Green is hovering at the 40 percent in the polls –enough to win the Democratic primary without a run-off. To prevent that, Bill de Blasio has decided to attack him directly, and make it (appear at least) like a two-person race.
De Blasio attacked Green for working for his brother’s real estate company, and for agreeing in 2001 to allow outgoing mayor Rudy Giuliani to stay in office after his term expired, in order to deal with the impact of the September 11th terrorist attacks.
“Diane, let Bill attack me one more time because he needs it emotionally,” Green told the moderator, Diana Williams.
The fact that Green acknowledged de Blasio arguably benefits de Blasio, who, despite small gains in the most recent public opinion polls, trails Green by more than 20 points.
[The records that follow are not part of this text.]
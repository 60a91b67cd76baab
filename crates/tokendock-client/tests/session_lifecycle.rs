//! Integration tests for the device session lifecycle.
//!
//! These tests exercise the `Session` through its *public* API the way a
//! front-end uses it, with the mock transport standing in for the device:
//!
//! - The happy path: detect a port, connect, authenticate, manage tokens,
//!   refresh, disconnect.
//! - The error paths: failed authentication leaves the session connected,
//!   a rejected PIN change keeps the old PIN live, and a failed refresh
//!   leaves the cached token set empty.
//! - The wire contract: every operation performs exactly one write and one
//!   bounded read per call, using the PIN cached at authentication time.
//!
//! The device side of every exchange is scripted byte-for-byte; nothing in
//! these tests depends on real serial hardware.

use tokendock_client::application::session::{Session, SessionError, SessionStatus};
use tokendock_client::application::detect;
use tokendock_client::infrastructure::transport::mock::{MockTransportFactory, ScriptedRead};
use tokendock_core::domain::token::TokenDraft;

// ── Full lifecycle ────────────────────────────────────────────────────────────

/// Runs the complete operator flow from detection to disconnect and checks
/// the session state after each step.
#[test]
fn test_full_lifecycle_detect_connect_manage_disconnect() {
    // Arrange: a device on COM2; COM1 exists but is not a token dock.
    let factory = MockTransportFactory::new();
    factory.push_response(ScriptedRead::Reply(b"garbage".to_vec())); // COM1 probe
    factory.push_response(ScriptedRead::Reply(b"OK".to_vec())); // COM2 probe

    // Act: detection.
    let port = detect(&factory, &["COM1".to_string(), "COM2".to_string()])
        .expect("device must be detected");
    assert_eq!(port, "COM2");

    // Act: connect + authenticate.
    let mut session = Session::new(Box::new(factory.clone()));
    session.connect(&port, 115_200).expect("connect");
    assert_eq!(session.status(), SessionStatus::Connected);

    factory.push_response(ScriptedRead::Reply(b"OK".to_vec()));
    session.authenticate("1234").expect("authenticate");
    assert_eq!(session.status(), SessionStatus::Authenticated);

    // Act: push an edited token set.
    factory.push_response(ScriptedRead::Reply(b"OK".to_vec()));
    session
        .save_tokens(&[TokenDraft::new("mail", "JBSWY3DPEHPK3PXP")])
        .expect("save");

    // Act: refresh from the device.
    factory.push_response(ScriptedRead::Reply(
        br#"{"tokens":[{"name":"mail","secret":[72,101,108,108,111,33,222,173,190,239]}]}"#
            .to_vec(),
    ));
    let tokens = session.get_data().expect("refresh");
    assert_eq!(tokens.len(), 1);
    assert_eq!(tokens[0].name, "mail");
    assert_eq!(tokens[0].secret_base32(), "JBSWY3DPEHPK3PXP");

    // Act: teardown.
    session.disconnect();
    assert_eq!(session.status(), SessionStatus::Disconnected);
    assert!(session.tokens().is_empty());
}

/// Every session operation opens the port once, writes once, and reads once;
/// the serial handle never outlives its exchange.
#[test]
fn test_each_operation_is_one_open_one_write_one_read() {
    let factory = MockTransportFactory::new();
    let mut session = Session::new(Box::new(factory.clone()));
    session.connect("COM2", 115_200).unwrap();

    factory.push_response(ScriptedRead::Reply(b"OK".to_vec()));
    session.authenticate("1234").unwrap();
    assert_eq!(factory.open_count(), 1);
    assert_eq!(factory.write_count(), 1);

    factory.push_response(ScriptedRead::Reply(b"OK".to_vec()));
    session.change_wifi("net", "pw").unwrap();
    assert_eq!(factory.open_count(), 2);
    assert_eq!(factory.write_count(), 2);

    factory.push_response(ScriptedRead::Reply(br#"{"tokens":[]}"#.to_vec()));
    session.get_data().unwrap();
    assert_eq!(factory.open_count(), 3);
    assert_eq!(factory.write_count(), 3);
}

// ── Authentication error paths ────────────────────────────────────────────────

/// A response without the marker must never advance the session to
/// `Authenticated`, and the operator can simply try again.
#[test]
fn test_failed_authentication_allows_retry() {
    let factory = MockTransportFactory::new();
    let mut session = Session::new(Box::new(factory.clone()));
    session.connect("COM2", 115_200).unwrap();

    // First attempt: wrong PIN.
    factory.push_response(ScriptedRead::Reply(b"DENIED".to_vec()));
    let first = session.authenticate("0000");
    assert!(matches!(first, Err(SessionError::AuthenticationFailed)));
    assert_eq!(session.status(), SessionStatus::Connected);

    // Second attempt succeeds; no state was corrupted by the failure.
    factory.push_response(ScriptedRead::Reply(b"OK".to_vec()));
    session.authenticate("1234").expect("retry succeeds");
    assert_eq!(session.status(), SessionStatus::Authenticated);
}

/// Commands that require authentication are refused before any I/O while
/// the session is merely connected.
#[test]
fn test_management_commands_require_authentication() {
    let factory = MockTransportFactory::new();
    let mut session = Session::new(Box::new(factory.clone()));
    session.connect("COM2", 115_200).unwrap();

    assert!(matches!(
        session.change_wifi("net", "pw"),
        Err(SessionError::InvalidState { .. })
    ));
    assert!(matches!(
        session.save_tokens(&[]),
        Err(SessionError::InvalidState { .. })
    ));
    assert!(matches!(
        session.get_data(),
        Err(SessionError::InvalidState { .. })
    ));
    assert_eq!(factory.open_count(), 0);
}

// ── PIN rotation ──────────────────────────────────────────────────────────────

/// After a successful PIN change, subsequent commands carry the new PIN on
/// the wire.
#[test]
fn test_rotated_pin_is_used_by_subsequent_commands() {
    let factory = MockTransportFactory::new();
    let mut session = Session::new(Box::new(factory.clone()));
    session.connect("COM2", 115_200).unwrap();

    factory.push_response(ScriptedRead::Reply(b"OK".to_vec()));
    session.authenticate("1234").unwrap();

    factory.push_response(ScriptedRead::Reply(b"OK".to_vec()));
    session.change_pin("1234", "5678").unwrap();

    factory.push_response(ScriptedRead::Reply(b"OK".to_vec()));
    session.change_wifi("net", "pw").unwrap();

    let last = factory.last_write().unwrap();
    let text = String::from_utf8(last).unwrap();
    assert!(text.contains(r#""pin":"5678""#), "got: {text}");
}

/// A rejected PIN change must leave the old PIN live: the next command
/// still authenticates with it.
#[test]
fn test_rejected_pin_change_keeps_old_pin_live() {
    let factory = MockTransportFactory::new();
    let mut session = Session::new(Box::new(factory.clone()));
    session.connect("COM2", 115_200).unwrap();

    factory.push_response(ScriptedRead::Reply(b"OK".to_vec()));
    session.authenticate("1234").unwrap();

    factory.push_response(ScriptedRead::Reply(b"WRONG".to_vec()));
    assert!(matches!(
        session.change_pin("1234", "5678"),
        Err(SessionError::PinRejected)
    ));

    factory.push_response(ScriptedRead::Reply(b"OK".to_vec()));
    session.change_wifi("net", "pw").unwrap();
    let text = String::from_utf8(factory.last_write().unwrap()).unwrap();
    assert!(text.contains(r#""pin":"1234""#), "got: {text}");
}

// ── Refresh semantics ─────────────────────────────────────────────────────────

/// A refresh that fails mid-way leaves the cached set empty rather than
/// restoring the pre-refresh contents.
#[test]
fn test_failed_refresh_clears_previous_tokens() {
    let factory = MockTransportFactory::new();
    let mut session = Session::new(Box::new(factory.clone()));
    session.connect("COM2", 115_200).unwrap();

    factory.push_response(ScriptedRead::Reply(b"OK".to_vec()));
    session.authenticate("1234").unwrap();

    factory.push_response(ScriptedRead::Reply(
        br#"{"tokens":[{"name":"a","secret":[1,2,3]}]}"#.to_vec(),
    ));
    session.get_data().unwrap();
    assert_eq!(session.tokens().len(), 1);

    // Device goes silent on the second refresh.
    factory.push_response(ScriptedRead::Timeout);
    assert!(matches!(session.get_data(), Err(SessionError::Timeout)));
    assert!(session.tokens().is_empty());
}

/// Two sessions against different ports are fully independent.
#[test]
fn test_independent_sessions_do_not_share_state() {
    let factory_a = MockTransportFactory::new();
    let factory_b = MockTransportFactory::new();
    let mut session_a = Session::new(Box::new(factory_a.clone()));
    let mut session_b = Session::new(Box::new(factory_b.clone()));

    session_a.connect("COM2", 115_200).unwrap();
    factory_a.push_response(ScriptedRead::Reply(b"OK".to_vec()));
    session_a.authenticate("1111").unwrap();

    session_b.connect("COM5", 9600).unwrap();
    factory_b.push_response(ScriptedRead::Reply(b"NO".to_vec()));
    assert!(session_b.authenticate("2222").is_err());

    assert_eq!(session_a.status(), SessionStatus::Authenticated);
    assert_eq!(session_b.status(), SessionStatus::Connected);
    assert_eq!(factory_a.write_count(), 1);
    assert_eq!(factory_b.write_count(), 1);
}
The conventional wisdom is that if Green can be forced into a run-off, his high name recognition can be overcome by a strong Get Out the Vote Operation, like the kind run by labor unions, which have mostly backed de Blasio.
The risk in de Blasio’s strategy is that it’ll leave him, and Green, looking like bickering, mud-slinging pols, and someone like Eric Gioia – who is in last place, despite hitting the airwaves first – can position himself as a fresh, positive alternative.
After referencing, not for the first time that he grew up in Queens, Gioia said politicians have made politics look like “professional wrestling. They yell, they scream at each other. They did everything but hit each other with chairs.”
“The night is still young, so who knows,” Gioia said. Gioia's good-guy routine prompted one rival aide to suggest out loud that Gioia was simply running to boost his name recognition for a more serious race for another office next year.
Norman Siegel stuck to his usual script and said the most important thing was to defend civil liberties. It's a subject on which he's got some credibilty.